The findings of the current study are in line with those of Mattson and colleagues [32], who were able to demonstrate that a set of neurodevelopmental tests measuring executive function, attention, and visual and spatial memory could differentiate between individuals with FASD and individuals not exposed to alcohol prenatally; however, when using a clinical comparative group, the profile was more accurate at identifying individuals with ADHD than individuals with FASD. Unlike previous studies seeking to identify a unique neurodevelopmental profile of FASD, the current study used a population-based sample of children with FASD – the sample was drawn from a cross-sectional, population-based study that utilized active case ascertainment (the gold standard [33]) to identify cases of FASD. This is also the first study to analyze and incorporate both behavioral observations/ratings of parents and performance-based measures of neurodevelopment when seeking to identify a neurodevelopmental profile of FASD.

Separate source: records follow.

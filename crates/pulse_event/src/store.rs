//! Per-type event storage: double-buffered append log and entry lifecycle.
//!
//! Writers append to the write buffer at any point during a frame; readers
//! iterate the read buffer, which holds exactly the previous frame's
//! writes. [`EventStore::advance`] is the sole transition between frames:
//! it finalises every entry still in the old read buffer, swaps the
//! buffers, and recycles entries nobody references any more.
//!
//! Entry state (`pending`, `cancelled`, `completed`) is atomic and never
//! takes the store lock. Completion is a compare-and-swap; the winner alone
//! closes the entry's done-signal, so the signal fires at most once.

use std::sync::atomic::{AtomicBool, AtomicI32, Ordering};
use std::sync::Arc;

use crossbeam_channel::{bounded, Receiver, Sender};
use parking_lot::{Mutex, RwLock};

use crate::diag::EventDiagnostics;

/// Upper bound on recycled entries retained per store.
const POOL_LIMIT: usize = 1024;

/// One emitted event and its lifecycle state.
pub(crate) struct Entry<E> {
    /// `None` only while the entry rests in the recycle pool.
    value: Option<E>,
    /// Readers currently registered to process this entry.
    pending: AtomicI32,
    /// Set by any reader that cancels the event; monotonic.
    cancelled: AtomicBool,
    /// Monotonic completion flag; transitions true at most once.
    completed: AtomicBool,
    /// Lazily materialised one-shot completion signal.
    done: Mutex<Option<DoneSignal>>,
}

/// A one-shot notification: dropping the sender wakes every receiver.
struct DoneSignal {
    sender: Option<Sender<()>>,
    receiver: Receiver<()>,
}

impl DoneSignal {
    fn open() -> Self {
        let (sender, receiver) = bounded(0);
        Self {
            sender: Some(sender),
            receiver,
        }
    }

    /// Already signalled: receivers wake immediately.
    fn pre_signalled() -> Self {
        let (sender, receiver) = bounded(0);
        drop(sender);
        Self {
            sender: None,
            receiver,
        }
    }
}

impl<E> Entry<E> {
    fn new(value: E) -> Self {
        Self {
            value: Some(value),
            pending: AtomicI32::new(0),
            cancelled: AtomicBool::new(false),
            completed: AtomicBool::new(false),
            done: Mutex::new(None),
        }
    }

    /// Fully reinitialises a pooled entry for a new emission.
    fn reset(&mut self, value: E) {
        self.value = Some(value);
        *self.pending.get_mut() = 0;
        *self.cancelled.get_mut() = false;
        *self.completed.get_mut() = false;
        *self.done.get_mut() = None;
    }

    /// Drops the payload and all lifecycle state before pooling.
    fn clear(&mut self) {
        self.value = None;
        *self.pending.get_mut() = 0;
        *self.cancelled.get_mut() = false;
        *self.completed.get_mut() = false;
        *self.done.get_mut() = None;
    }

    pub(crate) fn value(&self) -> Option<&E> {
        self.value.as_ref()
    }

    pub(crate) fn is_completed(&self) -> bool {
        self.completed.load(Ordering::Acquire)
    }

    pub(crate) fn is_cancelled(&self) -> bool {
        self.cancelled.load(Ordering::Acquire)
    }

    pub(crate) fn cancel(&self) {
        self.cancelled.store(true, Ordering::Release);
    }

    /// Registers one reader.
    pub(crate) fn register(&self) {
        self.pending.fetch_add(1, Ordering::AcqRel);
    }

    /// Drops one reader registration; returns `true` for the thread whose
    /// decrement observed zero.
    pub(crate) fn release(&self) -> bool {
        self.pending.fetch_sub(1, Ordering::AcqRel) == 1
    }

    pub(crate) fn pending_readers(&self) -> i32 {
        self.pending.load(Ordering::Acquire)
    }

    /// Attempts the false→true completion transition.
    ///
    /// The winning thread — and only it — closes the done-signal.
    pub(crate) fn try_complete(&self) -> bool {
        if self
            .completed
            .compare_exchange(false, true, Ordering::AcqRel, Ordering::Acquire)
            .is_err()
        {
            return false;
        }
        if let Some(signal) = self.done.lock().as_mut() {
            // Dropping the sender closes the channel for every waiter.
            signal.sender.take();
        }
        true
    }

    /// Returns a receiver on the done-signal, materialising it on demand.
    ///
    /// Asking after completion yields a pre-signalled channel, so late
    /// waiters never block.
    pub(crate) fn ensure_done(&self) -> Receiver<()> {
        let mut done = self.done.lock();
        if let Some(signal) = done.as_ref() {
            return signal.receiver.clone();
        }
        let signal = if self.is_completed() {
            DoneSignal::pre_signalled()
        } else {
            DoneSignal::open()
        };
        let receiver = signal.receiver.clone();
        *done = Some(signal);
        receiver
    }
}

/// Per-type, frame-buffered event container.
pub struct EventStore<E> {
    buffers: RwLock<Buffers<E>>,
    pool: Mutex<Vec<Arc<Entry<E>>>>,
    type_name: &'static str,
    diag: Option<Arc<dyn EventDiagnostics>>,
}

struct Buffers<E> {
    read_buf: Vec<Arc<Entry<E>>>,
    write_buf: Vec<Arc<Entry<E>>>,
}

impl<E: Send + Sync + 'static> EventStore<E> {
    pub(crate) fn new(diag: Option<Arc<dyn EventDiagnostics>>) -> Self {
        Self {
            buffers: RwLock::new(Buffers {
                read_buf: Vec::new(),
                write_buf: Vec::new(),
            }),
            pool: Mutex::new(Vec::new()),
            type_name: std::any::type_name::<E>(),
            diag,
        }
    }

    /// Takes an entry from the recycle pool or allocates a fresh one.
    fn new_entry(&self, value: E) -> Arc<Entry<E>> {
        let recycled = self.pool.lock().pop();
        match recycled {
            Some(mut entry) => match Arc::get_mut(&mut entry) {
                Some(slot) => {
                    slot.reset(value);
                    entry
                }
                // The pool only holds uniquely-owned entries; this arm is
                // unreachable but harmless.
                None => Arc::new(Entry::new(value)),
            },
            None => Arc::new(Entry::new(value)),
        }
    }

    /// Appends one event to the write buffer and returns its entry.
    pub(crate) fn append(&self, value: E) -> Arc<Entry<E>> {
        if let Some(diag) = &self.diag {
            diag.event_emit(self.type_name, 1);
        }
        let entry = self.new_entry(value);
        self.buffers.write().write_buf.push(Arc::clone(&entry));
        entry
    }

    /// Appends many events in one critical section.
    pub(crate) fn append_many(&self, values: impl IntoIterator<Item = E>) {
        let entries: Vec<_> = values.into_iter().map(|v| self.new_entry(v)).collect();
        if entries.is_empty() {
            return;
        }
        if let Some(diag) = &self.diag {
            diag.event_emit(self.type_name, entries.len());
        }
        self.buffers.write().write_buf.extend(entries);
    }

    /// Snapshots the read buffer for reader iteration.
    ///
    /// Snapshots must not be retained across the next [`Self::advance`].
    pub(crate) fn snapshot(&self) -> Vec<Arc<Entry<E>>> {
        self.buffers.read().read_buf.clone()
    }

    /// Copies the read-buffer values without registering readers and
    /// without clearing; completion still runs through
    /// [`Self::complete_no_reader`] or [`Self::advance`].
    pub(crate) fn drain_values(&self) -> Vec<E>
    where
        E: Clone,
    {
        self.buffers
            .read()
            .read_buf
            .iter()
            .filter_map(|entry| entry.value().cloned())
            .collect()
    }

    /// Completes every read-buffer entry that has no registered readers.
    pub fn complete_no_reader(&self) {
        let snapshot = self.snapshot();
        for entry in snapshot {
            if entry.pending_readers() == 0 {
                entry.try_complete();
            }
        }
    }

    /// Swaps the buffers: last frame's writes become readable, and the old
    /// read buffer is finalised and recycled.
    ///
    /// Every entry still sitting in the old read buffer is defensively
    /// completed so no waiter can hang across a frame boundary. Entries
    /// that nobody else references go back to the pool fully reset; an
    /// entry still held by a writer receipt is dropped from the store's
    /// side instead, which keeps its final state observable.
    pub fn advance(&self) {
        let mut buffers = self.buffers.write();

        for entry in &buffers.read_buf {
            entry.try_complete();
        }

        let Buffers {
            read_buf,
            write_buf,
        } = &mut *buffers;
        std::mem::swap(read_buf, write_buf);

        // `write_buf` now holds the finalised entries of the frame before
        // last; recycle what we uniquely own.
        let mut pool = self.pool.lock();
        for mut entry in write_buf.drain(..) {
            if pool.len() >= POOL_LIMIT {
                continue;
            }
            if let Some(slot) = Arc::get_mut(&mut entry) {
                slot.clear();
                pool.push(entry);
            }
        }
    }
}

Although prenatal alcohol exposure is a necessary cause of FASD, the genetic etiology of FASD remains unknown. Advances in the understanding of genetics and its role in neurodevelopmental disorder risk have created a paradigm shift, such that neurodevelopmental disorders are no longer viewed as having a psychogenic etiology but rather a genetic etiology (see for example, Glessner et al. [34]). Prenatal alcohol exposure leads to epigenetic changes (i.e., altered gene expression) [35]. These changes may contribute to the spectrum of effects and different phenotypes observed in children with FASD [35]. The discovery of reliable genetic and epigenetic markers for FASD would have significant implications for its diagnosis. Such investigations should not be restricted to FASD, but rather include all neurodevelopmental disorders, as this may lead to current categorical classifications of neurodevelopmental disorders being redefined to be more reflective of biologically homogeneous groups [36]. Accordingly, future studies should explore whether neurodevelopmental data combined with genetic and epigenetic data would produce a profile able to diagnose and differentiate FASD from other neurodevelopmental disorders.